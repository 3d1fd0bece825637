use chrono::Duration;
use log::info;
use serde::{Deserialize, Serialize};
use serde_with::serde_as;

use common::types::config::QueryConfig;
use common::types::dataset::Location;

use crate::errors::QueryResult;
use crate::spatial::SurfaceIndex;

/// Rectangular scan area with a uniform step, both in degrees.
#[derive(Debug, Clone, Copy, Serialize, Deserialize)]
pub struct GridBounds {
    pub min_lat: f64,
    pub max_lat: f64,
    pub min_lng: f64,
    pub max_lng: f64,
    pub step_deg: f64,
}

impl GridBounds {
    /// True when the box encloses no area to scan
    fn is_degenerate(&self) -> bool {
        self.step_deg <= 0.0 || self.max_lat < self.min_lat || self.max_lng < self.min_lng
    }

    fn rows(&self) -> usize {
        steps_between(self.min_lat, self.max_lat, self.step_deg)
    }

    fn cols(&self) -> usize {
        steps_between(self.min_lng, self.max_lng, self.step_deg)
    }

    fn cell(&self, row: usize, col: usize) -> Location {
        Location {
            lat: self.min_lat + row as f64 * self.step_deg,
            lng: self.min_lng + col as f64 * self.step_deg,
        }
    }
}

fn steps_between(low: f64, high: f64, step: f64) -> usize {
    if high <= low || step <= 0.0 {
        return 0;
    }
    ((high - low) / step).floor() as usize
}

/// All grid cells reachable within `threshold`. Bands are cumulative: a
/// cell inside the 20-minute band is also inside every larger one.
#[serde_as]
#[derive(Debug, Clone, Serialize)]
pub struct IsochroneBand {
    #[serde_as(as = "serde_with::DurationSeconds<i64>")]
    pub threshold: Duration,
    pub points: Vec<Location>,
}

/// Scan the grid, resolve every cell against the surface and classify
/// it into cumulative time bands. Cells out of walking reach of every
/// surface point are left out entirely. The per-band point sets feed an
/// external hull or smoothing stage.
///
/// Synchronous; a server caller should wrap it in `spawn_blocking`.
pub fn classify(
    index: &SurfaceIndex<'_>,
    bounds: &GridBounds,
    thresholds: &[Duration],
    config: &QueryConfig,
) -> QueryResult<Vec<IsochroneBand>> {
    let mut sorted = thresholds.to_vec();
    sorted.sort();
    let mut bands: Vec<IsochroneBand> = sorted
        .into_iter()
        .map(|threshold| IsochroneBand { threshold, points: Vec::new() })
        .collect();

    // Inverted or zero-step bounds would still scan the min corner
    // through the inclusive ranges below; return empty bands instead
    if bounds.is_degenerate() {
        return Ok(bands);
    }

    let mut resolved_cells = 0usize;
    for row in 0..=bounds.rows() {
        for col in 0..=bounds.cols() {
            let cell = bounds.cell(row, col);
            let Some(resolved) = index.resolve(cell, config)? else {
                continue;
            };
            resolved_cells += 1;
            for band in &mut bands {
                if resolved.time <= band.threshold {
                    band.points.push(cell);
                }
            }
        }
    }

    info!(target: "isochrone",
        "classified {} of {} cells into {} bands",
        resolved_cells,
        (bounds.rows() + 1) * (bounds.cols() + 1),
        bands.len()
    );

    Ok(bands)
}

*****

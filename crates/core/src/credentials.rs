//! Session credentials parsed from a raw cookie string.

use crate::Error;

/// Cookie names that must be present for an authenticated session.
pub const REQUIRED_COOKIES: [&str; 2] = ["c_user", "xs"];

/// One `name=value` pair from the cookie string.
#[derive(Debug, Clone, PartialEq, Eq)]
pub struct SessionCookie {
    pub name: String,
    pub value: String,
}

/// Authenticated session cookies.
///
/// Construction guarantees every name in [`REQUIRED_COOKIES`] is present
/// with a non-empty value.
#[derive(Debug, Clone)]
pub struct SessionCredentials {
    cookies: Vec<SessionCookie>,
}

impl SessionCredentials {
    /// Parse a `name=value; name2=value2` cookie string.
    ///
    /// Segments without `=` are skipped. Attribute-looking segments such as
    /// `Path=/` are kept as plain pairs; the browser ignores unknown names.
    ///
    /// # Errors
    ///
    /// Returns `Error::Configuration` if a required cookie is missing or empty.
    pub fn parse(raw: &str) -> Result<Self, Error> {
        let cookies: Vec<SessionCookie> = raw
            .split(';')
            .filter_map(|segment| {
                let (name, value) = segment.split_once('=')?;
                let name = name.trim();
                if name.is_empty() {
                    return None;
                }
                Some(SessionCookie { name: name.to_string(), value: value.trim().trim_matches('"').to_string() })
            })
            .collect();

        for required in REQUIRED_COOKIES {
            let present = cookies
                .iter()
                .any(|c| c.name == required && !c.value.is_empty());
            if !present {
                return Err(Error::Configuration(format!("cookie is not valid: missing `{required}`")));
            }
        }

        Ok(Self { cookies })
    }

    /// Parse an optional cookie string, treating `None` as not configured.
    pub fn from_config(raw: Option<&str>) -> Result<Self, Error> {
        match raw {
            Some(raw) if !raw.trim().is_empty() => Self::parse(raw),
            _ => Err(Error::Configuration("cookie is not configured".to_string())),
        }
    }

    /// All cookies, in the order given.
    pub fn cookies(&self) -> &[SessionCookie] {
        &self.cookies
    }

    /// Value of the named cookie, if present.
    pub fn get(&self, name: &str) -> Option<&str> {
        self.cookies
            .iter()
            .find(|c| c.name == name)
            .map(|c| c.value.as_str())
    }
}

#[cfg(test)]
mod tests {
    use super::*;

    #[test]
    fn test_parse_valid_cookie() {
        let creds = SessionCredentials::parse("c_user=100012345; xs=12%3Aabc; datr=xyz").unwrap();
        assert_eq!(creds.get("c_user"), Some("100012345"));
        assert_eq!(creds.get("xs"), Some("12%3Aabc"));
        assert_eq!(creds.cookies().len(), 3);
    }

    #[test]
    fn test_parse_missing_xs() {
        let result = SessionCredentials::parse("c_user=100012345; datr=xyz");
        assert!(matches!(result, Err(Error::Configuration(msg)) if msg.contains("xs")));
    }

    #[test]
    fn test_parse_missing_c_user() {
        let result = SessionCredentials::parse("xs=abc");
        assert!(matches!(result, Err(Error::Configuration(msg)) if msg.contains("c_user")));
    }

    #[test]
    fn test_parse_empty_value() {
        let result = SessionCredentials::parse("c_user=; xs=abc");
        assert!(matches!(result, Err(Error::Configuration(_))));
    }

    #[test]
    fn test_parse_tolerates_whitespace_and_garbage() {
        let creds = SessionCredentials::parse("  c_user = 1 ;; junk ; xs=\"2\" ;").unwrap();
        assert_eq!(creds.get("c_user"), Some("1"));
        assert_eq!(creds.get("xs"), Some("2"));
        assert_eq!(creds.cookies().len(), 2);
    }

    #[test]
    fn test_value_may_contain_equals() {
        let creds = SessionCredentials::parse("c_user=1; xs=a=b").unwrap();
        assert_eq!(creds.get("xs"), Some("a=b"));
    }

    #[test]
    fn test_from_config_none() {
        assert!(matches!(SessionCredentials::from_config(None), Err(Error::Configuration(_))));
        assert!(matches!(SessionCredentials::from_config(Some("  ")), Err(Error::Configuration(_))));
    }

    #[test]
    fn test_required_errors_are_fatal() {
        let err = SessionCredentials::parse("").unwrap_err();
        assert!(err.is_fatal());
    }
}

*****

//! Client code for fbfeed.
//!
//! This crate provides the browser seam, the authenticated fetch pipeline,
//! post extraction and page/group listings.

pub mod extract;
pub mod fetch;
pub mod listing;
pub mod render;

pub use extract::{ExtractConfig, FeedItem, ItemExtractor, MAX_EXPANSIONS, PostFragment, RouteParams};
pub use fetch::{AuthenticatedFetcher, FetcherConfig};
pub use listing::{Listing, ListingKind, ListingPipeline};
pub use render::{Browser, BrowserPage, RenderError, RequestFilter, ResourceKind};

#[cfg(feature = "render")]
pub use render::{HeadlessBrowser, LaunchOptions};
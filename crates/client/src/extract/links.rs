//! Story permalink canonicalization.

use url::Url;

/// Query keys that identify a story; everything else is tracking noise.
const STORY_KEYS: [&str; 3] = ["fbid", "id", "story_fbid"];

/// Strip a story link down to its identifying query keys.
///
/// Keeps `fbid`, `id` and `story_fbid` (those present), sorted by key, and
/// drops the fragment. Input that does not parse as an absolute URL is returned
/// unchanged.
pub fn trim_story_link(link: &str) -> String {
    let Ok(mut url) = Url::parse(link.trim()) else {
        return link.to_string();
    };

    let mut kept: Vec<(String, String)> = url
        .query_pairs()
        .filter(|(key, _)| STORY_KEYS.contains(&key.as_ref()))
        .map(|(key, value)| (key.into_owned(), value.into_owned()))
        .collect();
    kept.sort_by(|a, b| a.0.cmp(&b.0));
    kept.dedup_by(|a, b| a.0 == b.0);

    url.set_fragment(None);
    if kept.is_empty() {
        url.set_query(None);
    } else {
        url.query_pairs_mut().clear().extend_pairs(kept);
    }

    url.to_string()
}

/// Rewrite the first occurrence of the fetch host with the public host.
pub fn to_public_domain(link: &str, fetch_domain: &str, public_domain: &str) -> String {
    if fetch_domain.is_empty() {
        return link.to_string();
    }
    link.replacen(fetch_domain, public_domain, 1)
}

*****

* _TASK TO COMPLETE_:
Search the data for the word "common" and copy each line where it appears.

* _THE ANSWER_:
use common::types::config::QueryConfig;
use common::types::dataset::Location;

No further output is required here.